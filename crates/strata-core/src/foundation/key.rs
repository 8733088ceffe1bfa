//! Context scoping and composite cache keys.
//!
//! A configuration key may be scoped by a context dimension (city, theme,
//! tracking mode, app name, ...). The core does not know which dimensions
//! exist; callers name them. A context-scoped layer is a mapping from
//! context value to sub-tree:
//!
//! ```json
//! {
//!   "bangalore": { "surge": true },
//!   "default":   { "surge": false }
//! }
//! ```

use std::fmt;

use super::value::ConfigValue;

/// A context dimension and the value selected along it.
#[derive(Debug, Clone, PartialEq, Eq, Hash, PartialOrd, Ord)]
pub struct Context {
    dimension: String,
    value: String,
}

impl Context {
    /// Creates a context, e.g. `Context::new("city", "bangalore")`.
    pub fn new(dimension: impl Into<String>, value: impl Into<String>) -> Self {
        Self {
            dimension: dimension.into(),
            value: value.into(),
        }
    }

    pub fn dimension(&self) -> &str {
        &self.dimension
    }

    pub fn value(&self) -> &str {
        &self.value
    }

    /// Selects this context's sub-tree from a context-keyed layer.
    ///
    /// Falls back to the `fallback` entry when the layer has no entry for
    /// this context value. A layer that is not a mapping, or has neither
    /// entry, contributes nothing.
    pub fn select<'a>(&self, layer: &'a ConfigValue, fallback: &str) -> Option<&'a ConfigValue> {
        let map = layer.as_map()?;
        map.get(&self.value).or_else(|| map.get(fallback))
    }
}

impl fmt::Display for Context {
    fn fmt(&self, f: &mut fmt::Formatter<'_>) -> fmt::Result {
        write!(f, "{}={}", self.dimension, self.value)
    }
}

/// Identity of a resolved value in the in-memory cache.
///
/// Two resolutions with equal cache keys are served the same cached result
/// until that entry is invalidated. A context-free resolution carries no
/// context and never collides with a scoped one.
#[derive(Debug, Clone, PartialEq, Eq, Hash, PartialOrd, Ord)]
pub struct CacheKey {
    key: String,
    context: Option<Context>,
}

impl CacheKey {
    pub fn new(key: impl Into<String>, context: Option<Context>) -> Self {
        Self {
            key: key.into(),
            context,
        }
    }

    /// Cache key for a context-free resolution.
    pub fn global(key: impl Into<String>) -> Self {
        Self::new(key, None)
    }

    /// The configuration key.
    pub fn key(&self) -> &str {
        &self.key
    }

    pub fn context(&self) -> Option<&Context> {
        self.context.as_ref()
    }
}

impl fmt::Display for CacheKey {
    fn fmt(&self, f: &mut fmt::Formatter<'_>) -> fmt::Result {
        match &self.context {
            Some(ctx) => write!(f, "{}[{}]", self.key, ctx),
            None => f.write_str(&self.key),
        }
    }
}

#[cfg(test)]
mod tests {
    use super::*;
    use serde_json::json;

    #[test]
    fn test_select_context_value() {
        let layer = ConfigValue::from(json!({
            "bangalore": {"surge": true},
            "default": {"surge": false}
        }));
        let ctx = Context::new("city", "bangalore");
        assert_eq!(
            ctx.select(&layer, "default"),
            Some(&ConfigValue::from(json!({"surge": true})))
        );
    }

    #[test]
    fn test_select_falls_back_to_all_contexts_entry() {
        let layer = ConfigValue::from(json!({"default": {"surge": false}}));
        let ctx = Context::new("city", "mysore");
        assert_eq!(
            ctx.select(&layer, "default"),
            Some(&ConfigValue::from(json!({"surge": false})))
        );
        assert_eq!(ctx.select(&layer, "*"), None);
    }

    #[test]
    fn test_select_on_non_mapping_contributes_nothing() {
        let ctx = Context::new("theme", "dark");
        assert_eq!(ctx.select(&ConfigValue::from(json!([1, 2])), "default"), None);
    }

    #[test]
    fn test_cache_key_identity() {
        let scoped = CacheKey::new("feature_flags", Some(Context::new("city", "bangalore")));
        let same = CacheKey::new("feature_flags", Some(Context::new("city", "bangalore")));
        let global = CacheKey::global("feature_flags");

        assert_eq!(scoped, same);
        assert_ne!(scoped, global);
        assert_eq!(scoped.to_string(), "feature_flags[city=bangalore]");
        assert_eq!(global.to_string(), "feature_flags");
    }
}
━━━
What is being asked
Copy out every line of the records that the string "free" appears in.

Expected answer
/// until that entry is invalidated. A context-free resolution carries no
    /// Cache key for a context-free resolution.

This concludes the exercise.